START MATERIAL SUPPLIED

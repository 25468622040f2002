#[cfg(feature = "json")]
use serde::{Deserialize, Serialize};

use crate::{
    parser::{parse_subset, ParseContext, Parser},
    tree::NodeId,
    types::{custom::UserDefinedTag, note::NoteLink},
};

/// One kind of event the source recorded (tag: EVEN under DATA).
///
/// The value is the list of event types, e.g. `BIRT, CHR`; the children
/// bound the period and the place jurisdiction covered.
#[derive(Clone, Debug, Default, PartialEq)]
#[cfg_attr(feature = "json", derive(Serialize, Deserialize))]
pub struct RecordedEvent {
    pub event_types: Option<String>,
    /// Period covered by the source for these events (tag: DATE).
    pub date_period: Option<String>,
    /// Jurisdiction the events pertain to (tag: PLAC).
    pub jurisdiction: Option<String>,
    pub custom_data: Vec<Box<UserDefinedTag>>,
}

impl RecordedEvent {
    #[must_use]
    pub fn new(ctx: &mut ParseContext, node: NodeId) -> RecordedEvent {
        let mut event = RecordedEvent::default();
        event.parse(ctx, node);
        event
    }
}

impl Parser for RecordedEvent {
    fn parse(&mut self, ctx: &mut ParseContext, node: NodeId) {
        self.event_types = ctx.node(node).value.clone();

        let handle_subset = |tag: &str, child: NodeId, ctx: &mut ParseContext| -> bool {
            match tag {
                "DATE" => {
                    self.date_period = Some(ctx.take_line_value(child, &mut self.custom_data));
                }
                "PLAC" => {
                    self.jurisdiction = Some(ctx.take_line_value(child, &mut self.custom_data));
                }
                _ => return false,
            }
            true
        };
        let custom = parse_subset(ctx, node, handle_subset);
        self.custom_data.extend(custom);
    }
}

/// What a source says about itself: the events it recorded, the agency that
/// created it (tag: DATA under a source record).
#[derive(Clone, Debug, Default, PartialEq)]
#[cfg_attr(feature = "json", derive(Serialize, Deserialize))]
pub struct SourceData {
    pub events_recorded: Vec<RecordedEvent>,
    /// The organization responsible for the data (tag: AGNC).
    pub agency: Option<String>,
    pub notes: Vec<NoteLink>,
    pub custom_data: Vec<Box<UserDefinedTag>>,
}

impl SourceData {
    #[must_use]
    pub fn new(ctx: &mut ParseContext, node: NodeId) -> SourceData {
        let mut data = SourceData::default();
        data.parse(ctx, node);
        data
    }
}

impl Parser for SourceData {
    fn parse(&mut self, ctx: &mut ParseContext, node: NodeId) {
        let handle_subset = |tag: &str, child: NodeId, ctx: &mut ParseContext| -> bool {
            match tag {
                "EVEN" => self.events_recorded.push(RecordedEvent::new(ctx, child)),
                "AGNC" => self.agency = Some(ctx.take_line_value(child, &mut self.custom_data)),
                "NOTE" => self.notes.push(NoteLink::new(ctx, child)),
                _ => return false,
            }
            true
        };
        let custom = parse_subset(ctx, node, handle_subset);
        self.custom_data.extend(custom);
    }
}
/// An event attached to an individual.
#[allow(clippy::module_name_repetitions)]
#[derive(Clone, Debug, PartialEq)]
#[cfg_attr(feature = "json", derive(Serialize, Deserialize))]
pub struct IndividualEvent {
    pub kind: IndividualEventKind,
    /// The line value; `Y` asserts the event happened without detail.
    pub value: Option<String>,
    pub detail: EventDetail,
    /// Family the event links to, for birth, christening and adoption
    /// (tag: FAMC).
    pub family_child: Option<Xref>,
    /// Which parent adopted, for adoption events (tag: FAMC > ADOP).
    pub adopted_by: Option<String>,
}

impl IndividualEvent {
    /// Creates a new `IndividualEvent` from an event node.
    #[must_use]
    pub fn new(ctx: &mut ParseContext, node: NodeId, kind: IndividualEventKind) -> IndividualEvent {
        let mut event = IndividualEvent {
            kind,
            value: None,
            detail: EventDetail::default(),
            family_child: None,
            adopted_by: None,
        };
        event.parse(ctx, node);
        event
    }
}

impl Parser for IndividualEvent {
    fn parse(&mut self, ctx: &mut ParseContext, node: NodeId) {
        self.value = ctx.node(node).value.clone();

        let handle_subset = |tag: &str, child: NodeId, ctx: &mut ParseContext| -> bool {
            if self.detail.handle(tag, child, ctx) {
                return true;
            }
            match tag {
                "FAMC" => {
                    if let Some(xref) = ctx.pointer_value(child) {
                        self.family_child = Some(ctx.family_ref(xref));
                    }
                    let nested = parse_subset(ctx, child, |tag, grandchild, ctx| match tag {
                        "ADOP" => {
                            self.adopted_by =
                                Some(ctx.take_line_value(grandchild, &mut self.detail.custom_data));
                            true
                        }
                        _ => false,
                    });
                    self.detail.custom_data.extend(nested);
                }
                _ => return false,
            }
            true
        };
        let custom = parse_subset(ctx, node, handle_subset);
        self.detail.custom_data.extend(custom);
    }
}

END MATERIAL SUPPLIED

◆ PROBLEM REQUIREMENTS: Please output the entries above, every line exactly as it reads.

◆ EXERCISE ANSWER:
repository 25468622040f2002
#[cfg(feature = "json")]
use serde::{Deserialize, Serialize};

use crate::{
    parser::{parse_subset, ParseContext, Parser},
    tree::NodeId,
    types::{custom::UserDefinedTag, note::NoteLink},
};

/// One kind of event the source recorded (tag: EVEN under DATA).
///
/// The value is the list of event types, e.g. `BIRT, CHR`; the children
/// bound the period and the place jurisdiction covered.
#[derive(Clone, Debug, Default, PartialEq)]
#[cfg_attr(feature = "json", derive(Serialize, Deserialize))]
pub struct RecordedEvent {
    pub event_types: Option<String>,
    /// Period covered by the source for these events (tag: DATE).
    pub date_period: Option<String>,
    /// Jurisdiction the events pertain to (tag: PLAC).
    pub jurisdiction: Option<String>,
    pub custom_data: Vec<Box<UserDefinedTag>>,
}

impl RecordedEvent {
    #[must_use]
    pub fn new(ctx: &mut ParseContext, node: NodeId) -> RecordedEvent {
        let mut event = RecordedEvent::default();
        event.parse(ctx, node);
        event
    }
}

impl Parser for RecordedEvent {
    fn parse(&mut self, ctx: &mut ParseContext, node: NodeId) {
        self.event_types = ctx.node(node).value.clone();

        let handle_subset = |tag: &str, child: NodeId, ctx: &mut ParseContext| -> bool {
            match tag {
                "DATE" => {
                    self.date_period = Some(ctx.take_line_value(child, &mut self.custom_data));
                }
                "PLAC" => {
                    self.jurisdiction = Some(ctx.take_line_value(child, &mut self.custom_data));
                }
                _ => return false,
            }
            true
        };
        let custom = parse_subset(ctx, node, handle_subset);
        self.custom_data.extend(custom);
    }
}

/// What a source says about itself: the events it recorded, the agency that
/// created it (tag: DATA under a source record).
#[derive(Clone, Debug, Default, PartialEq)]
#[cfg_attr(feature = "json", derive(Serialize, Deserialize))]
pub struct SourceData {
    pub events_recorded: Vec<RecordedEvent>,
    /// The organization responsible for the data (tag: AGNC).
    pub agency: Option<String>,
    pub notes: Vec<NoteLink>,
    pub custom_data: Vec<Box<UserDefinedTag>>,
}

impl SourceData {
    #[must_use]
    pub fn new(ctx: &mut ParseContext, node: NodeId) -> SourceData {
        let mut data = SourceData::default();
        data.parse(ctx, node);
        data
    }
}

impl Parser for SourceData {
    fn parse(&mut self, ctx: &mut ParseContext, node: NodeId) {
        let handle_subset = |tag: &str, child: NodeId, ctx: &mut ParseContext| -> bool {
            match tag {
                "EVEN" => self.events_recorded.push(RecordedEvent::new(ctx, child)),
                "AGNC" => self.agency = Some(ctx.take_line_value(child, &mut self.custom_data)),
                "NOTE" => self.notes.push(NoteLink::new(ctx, child)),
                _ => return false,
            }
            true
        };
        let custom = parse_subset(ctx, node, handle_subset);
        self.custom_data.extend(custom);
    }
}
/// An event attached to an individual.
#[allow(clippy::module_name_repetitions)]
#[derive(Clone, Debug, PartialEq)]
#[cfg_attr(feature = "json", derive(Serialize, Deserialize))]
pub struct IndividualEvent {
    pub kind: IndividualEventKind,
    /// The line value; `Y` asserts the event happened without detail.
    pub value: Option<String>,
    pub detail: EventDetail,
    /// Family the event links to, for birth, christening and adoption
    /// (tag: FAMC).
    pub family_child: Option<Xref>,
    /// Which parent adopted, for adoption events (tag: FAMC > ADOP).
    pub adopted_by: Option<String>,
}

impl IndividualEvent {
    /// Creates a new `IndividualEvent` from an event node.
    #[must_use]
    pub fn new(ctx: &mut ParseContext, node: NodeId, kind: IndividualEventKind) -> IndividualEvent {
        let mut event = IndividualEvent {
            kind,
            value: None,
            detail: EventDetail::default(),
            family_child: None,
            adopted_by: None,
        };
        event.parse(ctx, node);
        event
    }
}

impl Parser for IndividualEvent {
    fn parse(&mut self, ctx: &mut ParseContext, node: NodeId) {
        self.value = ctx.node(node).value.clone();

        let handle_subset = |tag: &str, child: NodeId, ctx: &mut ParseContext| -> bool {
            if self.detail.handle(tag, child, ctx) {
                return true;
            }
            match tag {
                "FAMC" => {
                    if let Some(xref) = ctx.pointer_value(child) {
                        self.family_child = Some(ctx.family_ref(xref));
                    }
                    let nested = parse_subset(ctx, child, |tag, grandchild, ctx| match tag {
                        "ADOP" => {
                            self.adopted_by =
                                Some(ctx.take_line_value(grandchild, &mut self.detail.custom_data));
                            true
                        }
                        _ => false,
                    });
                    self.detail.custom_data.extend(nested);
                }
                _ => return false,
            }
            true
        };
        let custom = parse_subset(ctx, node, handle_subset);
        self.detail.custom_data.extend(custom);
    }
}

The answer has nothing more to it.